• [PROBLEM DETAILS] Among these records, tally each line with the word "ChainError"; the answer is that number alone.

• [AVAILABLE DATA]

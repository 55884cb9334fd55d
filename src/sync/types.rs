use crate::chain::{ChainError, Transaction};
use crate::storage::StorageError;

/// A transaction tagged with where it sits on the chain.
///
/// `position` is the index of the transaction in its block's transaction list.
#[derive(Debug, Clone, Copy)]
pub struct IndexedTransaction<'a> {
	pub block_height: u64,
	pub position: usize,
	pub transaction: &'a Transaction,
}

/// Error raised by an indexer while handling a transaction
#[derive(Debug, thiserror::Error)]
pub enum IndexError {
	#[error("Storage error: {0}")]
	Storage(#[from] StorageError),

	#[error("JSON error: {0}")]
	Json(#[from] serde_json::Error),

	#[error("Invalid transaction {id}: {reason}")]
	InvalidTransaction { id: String, reason: String },
}

/// Error types for the sync engine
#[derive(Debug, thiserror::Error)]
pub enum SyncError {
	#[error("Chain error: {0}")]
	ChainError(#[from] ChainError),

	#[error("Storage error: {0}")]
	StorageError(#[from] StorageError),

	#[error("Handler {handler} failed at block {block_height} position {position}: {source}")]
	Handler {
		handler: &'static str,
		block_height: u64,
		position: usize,
		#[source]
		source: IndexError,
	},

	#[error("Checkpoint error: {0}")]
	CheckpointError(String),

	#[error("Sync cancelled")]
	Cancelled,
}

• [RESULT FOR THIS EXERCISE] 2